Summer 2009

Cabinet Hoaxed?

Magazine deceived in its own “Deception” issue?

In its nine-year history, Cabinet has never had a “letters page.” But the following correspondence—from Princeton history professor Anthony Grafton concerning the conversation we published in our issue on Deception (issue 33, Spring 2009) between “him” and D. Graham Burnett, an editor of Cabinet and Grafton’s long-time colleague—demanded both an airing and a response. The interview is available here.


Back in 1707, a number of French Protestant ministers in England had a strange experience. A mysterious scholar appeared on the street outside their houses, sometimes early in the morning. He wore a black suit, a damask vest, a clerical collar, and a blond—a very blond—wig, and had a rose on his hat. Anyone—apparently—could see by his outfit that he was a minister. But the man in the blond wig was more than an ordinary cleric. When accosted, he would ask if the person he addressed was personally acquainted with the great Jean Le Clerc, a famous scholar and the editor of a great journal. Ideally, his interlocutor would answer, as one did, “I know his famous name by his works … but I have never seen him.” He could then reply, with aplomb, “Eh bien, I myself am Mr. Le Clerc.”

Le Clerc explained that he had been offered a chair at Cambridge and had come to England to accept it. He had already drawn up a Latin inaugural address, which he carried in his pocket, but he was maintaining his incognito just in case a problem arose. The well-dressed and articulate Mr. Le Clerc moved from one minister’s house to another. All of them entertained him well. Somehow he never made it to Cambridge. Instead he invited all of his hosts to a grand dinner at an inn in Essex, and slipped away, leaving them the bill.

“Jean Le Clerc”—as the historian Anne Goldgar explains in her great book Impolite Learning—was actually a former monk named Gabillon, who had failed to receive ordination as a Calvinist minister in the Low Countries, where he also denounced Le Clerc with a scurrilous pamphlet. It’s no surprise that he got away with the impersonation. Those who wanted to check him out had to find one of Le Clerc’s books and see if it had an author portrait distinctive enough to establish the pretender’s identity, or write a detailed letter, perhaps with a sketch, to someone who knew the great man in Rotterdam. Gabillon did no real harm—except to the ministers’ wallets—during his time pretending to be Le Clerc in Britain. Still, Le Clerc wasn’t happy when the news reached him.

And I, for my part, am by no means happy that someone pwned you all with that “interview” with “me” that you published in Cabinet. One would think that verification of identities would be a whole lot easier nowadays, but it would seem that none of you made the effort. Good heavens, the stuff isn’t even plausible! I mean, me, going on about deception being “cool”? I’m as reactionary a positivist as anyone I know. I would never have said anything like that.
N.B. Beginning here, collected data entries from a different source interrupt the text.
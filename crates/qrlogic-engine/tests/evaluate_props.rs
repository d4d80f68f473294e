// SPDX-License-Identifier: Apache-2.0
// © James Ross Ω FLYING•ROBOTS <https://github.com/flyingrobots>
//! The iterative trigger walk agrees with the obvious recursive definition.

#![allow(missing_docs)]

use proptest::prelude::*;
use qrlogic_doc::{GroupKind, Operator, Scalar, SensorKind, Trigger};
use qrlogic_engine::{condition_holds, evaluate, SensorSnapshot, TimeOfDay};

fn reference(trigger: &Trigger, snapshot: &SensorSnapshot, tod: TimeOfDay) -> bool {
    match trigger {
        Trigger::Condition(condition) => condition_holds(condition, snapshot, tod),
        Trigger::Group(group) => match group.kind {
            GroupKind::All => group
                .conditions
                .iter()
                .all(|child| reference(child, snapshot, tod)),
            GroupKind::Any => group
                .conditions
                .iter()
                .any(|child| reference(child, snapshot, tod)),
        },
    }
}

fn operand() -> impl Strategy<Value = Scalar> {
    prop_oneof![
        (-20i32..60).prop_map(Scalar::from),
        (0.0f64..1000.0).prop_map(Scalar::from),
        any::<bool>().prop_map(Scalar::from),
        prop::sample::select(vec!["day", "night", "true", "30", "x"]).prop_map(Scalar::from),
    ]
}

fn leaf() -> impl Strategy<Value = Trigger> {
    (
        prop::sample::select(vec![
            SensorKind::Temperature,
            SensorKind::Light,
            SensorKind::Motion,
            SensorKind::TimeOfDay,
        ]),
        prop::sample::select(vec![
            Operator::Greater,
            Operator::Less,
            Operator::Equal,
            Operator::NotEqual,
        ]),
        operand(),
    )
        .prop_map(|(sensor, operator, value)| Trigger::condition(sensor, operator, value))
}

fn trigger() -> impl Strategy<Value = Trigger> {
    leaf().prop_recursive(5, 48, 5, |inner| {
        prop_oneof![
            prop::collection::vec(inner.clone(), 0..5).prop_map(Trigger::all),
            prop::collection::vec(inner, 0..5).prop_map(Trigger::any),
        ]
    })
}

fn snapshot() -> impl Strategy<Value = SensorSnapshot> {
    (-20.0f64..60.0, 0.0f64..1000.0, any::<bool>()).prop_map(|(temperature, light, motion)| {
        SensorSnapshot {
            temperature,
            light,
            motion,
        }
    })
}

proptest! {
    #![proptest_config(ProptestConfig::with_cases(256))]

    #[test]
    fn iterative_walk_matches_recursive_definition(
        trigger in trigger(),
        snapshot in snapshot(),
        hour in 0u32..24,
    ) {
        let tod = TimeOfDay::from_hour(hour);
        prop_assert_eq!(
            evaluate(&trigger, &snapshot, tod),
            reference(&trigger, &snapshot, tod)
        );
    }
}
impl TransferSession {
    fn open(chunk: &Chunk, now: Instant) -> Self {
        Self {
            session_id: chunk.session_id.clone(),
            total_chunks: chunk.total_chunks,
            received: BTreeMap::new(),
            last_activity: now,
        }
    }

    /// Session being collected.
    pub fn session_id(&self) -> &SessionId {
        &self.session_id
    }

    /// Chunk count declared by the first chunk seen.
    pub fn total_chunks(&self) -> u32 {
        self.total_chunks
    }

    /// Indices stored so far, ascending.
    pub fn received_indices(&self) -> impl Iterator<Item = u32> + '_ {
        self.received.keys().copied()
    }

    /// Progress snapshot.
    pub fn progress(&self) -> TransferProgress {
        let missing: Vec<u32> = (1..=self.total_chunks)
            .filter(|i| !self.received.contains_key(i))
            .collect();
        TransferProgress {
            session_id: self.session_id.clone(),
            received: u32::try_from(self.received.len()).unwrap_or(u32::MAX),
            total: self.total_chunks,
            missing,
        }
    }

    fn is_complete(&self) -> bool {
        self.received.len() == self.total_chunks as usize
    }

    fn is_stale(&self, now: Instant, timeout: Duration) -> bool {
        now.saturating_duration_since(self.last_activity) >= timeout
    }

    /// Concatenate stored data in index order.
    fn joined(&self) -> String {
        self.received.values().map(String::as_str).collect()
    }
}

/// Identity of the last loaded document, for duplicate-frame suppression.
/// Standalone documents are keyed on their full text.
#[derive(Debug, Clone, PartialEq, Eq)]
enum LoadKey {
    Transfer(SessionId),
    Standalone(String),
}

#[derive(Debug, Clone)]
enum Phase {
    Idle,
    Collecting(TransferSession),
    Loaded { key: LoadKey, loaded: LoadedDocument },
}

/// Reassembles logic documents from scanned frames.
#[derive(Debug, Clone)]
pub struct ChunkDecoder {
    phase: Phase,
    session_timeout: Duration,
}

impl Default for ChunkDecoder {
    fn default() -> Self {
        Self::new()
    }
}
// SPDX-License-Identifier: Apache-2.0
// © James Ross Ω FLYING•ROBOTS <https://github.com/flyingrobots>
//! Tagged scalar values shared by sensor readings and condition operands.
//!
//! Authored and generated documents mix numbers, booleans and strings
//! freely (`"value": "true"` next to `"value": true`). Everything is mapped
//! to [`Scalar`] at the boundary and compared through [`loose_eq`], the one
//! equality used by both `=` and `!=`.

use serde::{Serialize, Serializer};
use std::fmt;

/// Largest integer an `f64` represents exactly (2^53).
const MAX_EXACT_INT: f64 = 9_007_199_254_740_992.0;

/// A sensor reading or condition operand.
#[derive(Debug, Clone, PartialEq)]
pub enum Scalar {
    /// Numeric value (temperature, light level, thresholds).
    Number(f64),
    /// Boolean value (motion).
    Bool(bool),
    /// Free text (`"day"`, `"night"`, stringly-typed numbers).
    Text(String),
}

impl Scalar {
    /// Numeric view; only [`Scalar::Number`] qualifies, strings are never coerced.
    pub fn as_number(&self) -> Option<f64> {
        match self {
            Scalar::Number(n) => Some(*n),
            Scalar::Bool(_) | Scalar::Text(_) => None,
        }
    }

    /// Map a JSON scalar; `null`, arrays and objects have no scalar form.
    pub fn from_json(value: &serde_json::Value) -> Option<Self> {
        match value {
            serde_json::Value::Number(n) => n.as_f64().map(Scalar::Number),
            serde_json::Value::Bool(b) => Some(Scalar::Bool(*b)),
            serde_json::Value::String(s) => Some(Scalar::Text(s.clone())),
            _ => None,
        }
    }

    #[allow(clippy::cast_possible_truncation)]
    fn integral(n: f64) -> Option<i64> {
        if n.is_finite() && n.fract() == 0.0 && n.abs() < MAX_EXACT_INT {
            Some(n as i64)
        } else {
            None
        }
    }
}

impl fmt::Display for Scalar {
    fn fmt(&self, f: &mut fmt::Formatter<'_>) -> fmt::Result {
        match self {
            Scalar::Number(n) => match Scalar::integral(*n) {
                Some(i) => write!(f, "{i}"),
                None => write!(f, "{n}"),
            },
            Scalar::Bool(b) => write!(f, "{b}"),
            Scalar::Text(s) => f.write_str(s),
        }
    }
}

impl Serialize for Scalar {
    fn serialize<S>(&self, serializer: S) -> Result<S::Ok, S::Error>
    where
        S: Serializer,
    {
        match self {
            Scalar::Number(n) => match Scalar::integral(*n) {
                Some(i) => serializer.serialize_i64(i),
                None => serializer.serialize_f64(*n),
            },
            Scalar::Bool(b) => serializer.serialize_bool(*b),
            Scalar::Text(s) => serializer.serialize_str(s),
        }
    }
}

impl From<f64> for Scalar {
    fn from(n: f64) -> Self {
        Scalar::Number(n)
    }
}

impl From<i32> for Scalar {
    fn from(n: i32) -> Self {
        Scalar::Number(f64::from(n))
    }
}

impl From<bool> for Scalar {
    fn from(b: bool) -> Self {
        Scalar::Bool(b)
    }
}

impl From<&str> for Scalar {
    fn from(s: &str) -> Self {
        Scalar::Text(s.to_owned())
    }
}

impl From<String> for Scalar {
    fn from(s: String) -> Self {
        Scalar::Text(s)
    }
}

/// Case-insensitive comparison of display strings, so `true == "TRUE"`
/// and `30 == "30"`.
pub fn loose_eq(a: &Scalar, b: &Scalar) -> bool {
    a.to_string().to_lowercase() == b.to_string().to_lowercase()
}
And then those smooth lines: “the forgers took on the project of historical recovery”; “the truly passionate historical forger of the Renaissance”; “The Baconian project is commercialized and becomes cinema”? This is all way too hip for me. Couldn’t someone have Googled something I had written?
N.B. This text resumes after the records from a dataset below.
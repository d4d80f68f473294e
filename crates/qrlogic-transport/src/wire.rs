// SPDX-License-Identifier: Apache-2.0
// © James Ross Ω FLYING•ROBOTS <https://github.com/flyingrobots>
//! Chunk wire unit and its JSON framing.
//!
//! One chunk per QR code:
//!
//! ```text
//! {"sessionId":"<uuid-v4>","chunkIndex":1,"totalChunks":3,"data":"<slice>","checksum":"<base36>"}
//! ```
//!
//! * `chunkIndex` is 1-based and never exceeds `totalChunks`
//! * `checksum` covers `data` only (see [`crate::checksum`])
//! * single-chunk documents still use this framing (`1` of `1`)

use crate::checksum;
use crate::{SessionId, MAX_CHUNKS};
use serde::{Deserialize, Serialize};
use thiserror::Error;

/// Decoding failure for a scanned frame.
#[derive(Debug, Clone, PartialEq, Eq, Error)]
pub enum WireError {
    /// The frame is not chunk-shaped JSON (it may still be a bare document).
    #[error("not a chunk: {0}")]
    NotAChunk(String),
    /// Chunk-shaped, but the index/total pair is impossible.
    #[error("chunk index {index} out of range 1..={total}")]
    IndexOutOfRange {
        /// Declared 1-based index.
        index: u32,
        /// Declared total.
        total: u32,
    },
    /// Declares more chunks than any encoder emits.
    #[error("chunk total {0} exceeds the supported maximum")]
    TotalOutOfRange(u32),
}

/// One transport unit: a slice of the serialized document plus integrity metadata.
#[derive(Debug, Clone, PartialEq, Eq, Serialize, Deserialize)]
#[serde(rename_all = "camelCase")]
pub struct Chunk {
    /// Correlates every chunk of one encode call.
    pub session_id: SessionId,
    /// 1-based position of `data` in the document.
    pub chunk_index: u32,
    /// Number of chunks in the session.
    pub total_chunks: u32,
    /// Slice of the serialized document.
    pub data: String,
    /// Checksum of `data`.
    pub checksum: String,
}

impl Chunk {
    /// Build a chunk, computing its checksum.
    pub fn new(session_id: SessionId, chunk_index: u32, total_chunks: u32, data: String) -> Self {
        let checksum = checksum::checksum(&data);
        Self {
            session_id,
            chunk_index,
            total_chunks,
            data,
            checksum,
        }
    }

    /// True when `checksum` matches `data`.
    pub fn verify(&self) -> bool {
        checksum::verify(&self.data, &self.checksum)
    }

    /// Serialize to the string rendered into one QR code.
    pub fn to_wire(&self) -> String {
        // Plain strings and integers; serialization cannot fail.
        serde_json::to_string(self).unwrap_or_default()
    }

    /// Parse a scanned string. Does not verify the checksum.
    pub fn from_wire(raw: &str) -> Result<Self, WireError> {
        let chunk: Chunk =
            serde_json::from_str(raw).map_err(|e| WireError::NotAChunk(e.to_string()))?;
        if chunk.total_chunks > MAX_CHUNKS {
            return Err(WireError::TotalOutOfRange(chunk.total_chunks));
        }
        if chunk.chunk_index == 0 || chunk.chunk_index > chunk.total_chunks {
            return Err(WireError::IndexOutOfRange {
                index: chunk.chunk_index,
                total: chunk.total_chunks,
            });
        }
        Ok(chunk)
    }
}

/// Bytes `c` occupies once escaped inside a JSON string literal.
pub(crate) fn escaped_width(c: char) -> usize {
    match c {
        '"' | '\\' | '\u{08}' | '\u{0c}' | '\n' | '\r' | '\t' => 2,
        c if (c as u32) < 0x20 => 6,
        c => c.len_utf8(),
    }
}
It is clear that there is some sort of contemporary Gabillon out there in Brooklyn. I’d love to know what color his wig is. But next time he sends you something I ostensibly said, could I be so bold as to ask that you check it with me before you print it, please? I’d like the forged Grafton to be a respectable simulacrum of the real one. Surely that is not too much to ask!

Anthony T. Grafton
Henry Putnam University Professor
Department of History, Princeton University

D. Graham Burnett responds:

It is a source of no small concern to all of us here at Cabinet to learn of this nefarious act of subterfuge, and I in particular tremble at the memory of the jocular hour that I spent with this IMPOSTOR in a most ranging and fascinating tête-à-tête. The very thought now of his charming and garrulous erudition, the image (graven in my memory) of his Mosaical beard-stroking as he rocked with delight at some little aperçu about Descartes or Valla—all this can bring me now only despair and terror, as I consider the possibilities. Could I have been deceived by a mortal shape-shifter? I, who for some seven years have had almost daily and most collegial contact with this learned man? I, who as a youthful discipulus learned what Latinity I possess at his knee? Impossible! No, vaster forces are here at work. Mock me you who will, but I put out the call: there are agents—wily and daemonic agents—that walk about in the form of the Putnam Professor. Be on your guard!